Stille Nacht
1974
Inhalt Die Geschichte ist einfach, unpathetisch, alltäglich, ohne große Gesten, ohne große Leidenschaften. Aber gerade das ist ihre Stärke. Durch die Alltäglichkeit und Austauschbarkeit ihrer Personen zwingt sie uns, uns mit ihrem Negativhelden zu identifizieren, im vorgehaltenen Spiegel uns selbst zu erkennen, die Kritik an unserem Verhalten mit Betroffenheit anzunehmen. Stille Nacht ist eine kurze Begegnung, eigentlich nur ein Dialog zwischen Mutter und Sohn. Sie bereitete sich schon seit Tagen darauf vor, das Altersheim zu verlassen, um das Weihnachtsfest im Kreise ihrer Familie zu verbringen.

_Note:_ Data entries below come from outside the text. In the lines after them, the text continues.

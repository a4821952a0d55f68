use std::io::{self, BufRead, Write};

use crate::utils::theme::Theme;

/// `-i` 的覆盖确认
pub trait Confirm {
    fn confirm(&mut self, out: &mut dyn Write, question: &str) -> io::Result<bool>;
}

fn is_yes(answer: &str) -> bool {
    answer.trim().eq_ignore_ascii_case("y")
}

/// 从任意 BufRead 读取一行作为回答
pub struct LineConfirm<R> {
    reader: R,
}

impl<R: BufRead> LineConfirm<R> {
    pub fn new(reader: R) -> Self {
        Self { reader }
    }
}

impl<R: BufRead> Confirm for LineConfirm<R> {
    fn confirm(&mut self, out: &mut dyn Write, question: &str) -> io::Result<bool> {
        write!(out, "{}", question)?;
        out.flush()?;
        let mut answer = String::new();
        self.reader.read_line(&mut answer)?;
        Ok(is_yes(&answer))
    }
}

/// 每次确认时临时锁 stdin，和非交互模式的读行共用同一个缓冲
pub struct StdinConfirm;

impl Confirm for StdinConfirm {
    fn confirm(&mut self, out: &mut dyn Write, question: &str) -> io::Result<bool> {
        LineConfirm::new(io::stdin().lock()).confirm(out, question)
    }
}

/// 非交互模式：不阻塞，固定回答
pub struct AutoConfirm(pub bool);

impl Confirm for AutoConfirm {
    fn confirm(&mut self, out: &mut dyn Write, question: &str) -> io::Result<bool> {
        writeln!(out, "{}{}", question, if self.0 { "y" } else { "n" })?;
        Ok(self.0)
    }
}

/// 命令处理器看到的控制台：输出、确认和配色
pub struct Console<'a> {
    pub out: &'a mut dyn Write,
    confirm: &'a mut dyn Confirm,
    theme: &'a Theme,
}

impl<'a> Console<'a> {
    pub fn new(out: &'a mut dyn Write, confirm: &'a mut dyn Confirm, theme: &'a Theme) -> Self {
        Self {
            out,
            confirm,
            theme,
        }
    }

    pub fn theme(&self) -> &Theme {
        self.theme
    }

    pub fn confirm(&mut self, question: &str) -> io::Result<bool> {
        self.confirm.confirm(&mut *self.out, question)
    }

    pub fn info(&mut self, msg: &str) -> io::Result<()> {
        writeln!(self.out, "{}", (self.theme.info_style)(msg.to_string()))
    }

    pub fn success(&mut self, msg: &str) -> io::Result<()> {
        writeln!(self.out, "{}", (self.theme.success_style)(msg.to_string()))
    }

    pub fn warn(&mut self, msg: &str) -> io::Result<()> {
        writeln!(self.out, "{}", (self.theme.warning_style)(msg.to_string()))
    }

    pub fn error(&mut self, msg: &str) -> io::Result<()> {
        writeln!(self.out, "{}", (self.theme.error_style)(msg.to_string()))
    }
}

#[cfg(test)]
mod tests {
    use super::*;
    use std::io::Cursor;

    #[allow(clippy::unwrap_used)]
    #[test]
    fn line_confirm_accepts_only_y() {
        let mut out = Vec::new();
        let mut confirm = LineConfirm::new(Cursor::new("Y\nn\nyes\n"));
        assert!(confirm.confirm(&mut out, "ok? ").unwrap());
        assert!(!confirm.confirm(&mut out, "ok? ").unwrap());
        assert!(!confirm.confirm(&mut out, "ok? ").unwrap());
        assert_eq!(String::from_utf8(out).unwrap(), "ok? ok? ok? ");
    }

    #[allow(clippy::unwrap_used)]
    #[test]
    fn line_confirm_declines_on_eof() {
        let mut out = Vec::new();
        let mut confirm = LineConfirm::new(Cursor::new(""));
        assert!(!confirm.confirm(&mut out, "ok? ").unwrap());
    }

    #[allow(clippy::unwrap_used)]
    #[test]
    fn auto_confirm_echoes_its_answer() {
        let mut out = Vec::new();
        assert!(!AutoConfirm(false).confirm(&mut out, "q? ").unwrap());
        assert!(AutoConfirm(true).confirm(&mut out, "q? ").unwrap());
        assert_eq!(String::from_utf8(out).unwrap(), "q? n\nq? y\n");
    }
}
//! Board timing parameters
//!
//! Step periods for the display patterns.  The defaults are the board's
//! fixed timings; nothing is persisted, but the struct derives serde so a
//! test harness or a bench build can override individual fields.

use serde::{Deserialize, Serialize};

use crate::error::{Error, Result};

/// Pattern timing configuration
#[derive(Debug, Clone, Copy, PartialEq, Eq, Serialize, Deserialize)]
#[serde(default)]
pub struct BoardConfig {
    /// On and off half-periods of the 1 Hz blinks (milliseconds)
    pub blink_half_period_ms: u32,
    /// Dwell per value of the up/down bar counters (milliseconds)
    pub counter_step_ms: u32,
    /// Dwell per position of the rotating bar bit (milliseconds)
    pub ring_step_ms: u32,
}

impl Default for BoardConfig {
    fn default() -> Self {
        Self {
            blink_half_period_ms: 500, // 1 Hz
            counter_step_ms: 100,      // 10 Hz
            ring_step_ms: 500,
        }
    }
}

impl BoardConfig {
    /// Reject timings that would turn a pattern into a busy spin.
    pub fn validate(&self) -> Result<()> {
        if self.blink_half_period_ms == 0 {
            return Err(Error::Config("blink_half_period_ms must be non-zero"));
        }
        if self.counter_step_ms == 0 {
            return Err(Error::Config("counter_step_ms must be non-zero"));
        }
        if self.ring_step_ms == 0 {
            return Err(Error::Config("ring_step_ms must be non-zero"));
        }
        Ok(())
    }
}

Nun ist ihr Sohn endlich gekommen, aber nicht um sich abzuholen, wie er allmählich durchblicken lässt, sondern um ihr klar zu machen, dass seine Geschäfte ihn immer mehr in Anspruch nähmen, so dass kaum noch Zeit für sie übrig bliebe und zu Hause eigentlich auch keiner nach ihr frage, nicht einmal an Weihnachten. Während sie sich an jedes seiner Worte klammert, als suche sie eine letzte Hoffnung, dient ihm das Gespräch nur als Abwiegelung lästiger Erwartungen. Er stiehlt sich schließlich aus seiner Verantwortung, indem er ihr ein nichtssagendes Geschenk überreicht, ein Fernsehgerät als Trost in der Einsamkeit, als Ersatz für Nächstenliebe, zu der er nicht mehr fähig ist.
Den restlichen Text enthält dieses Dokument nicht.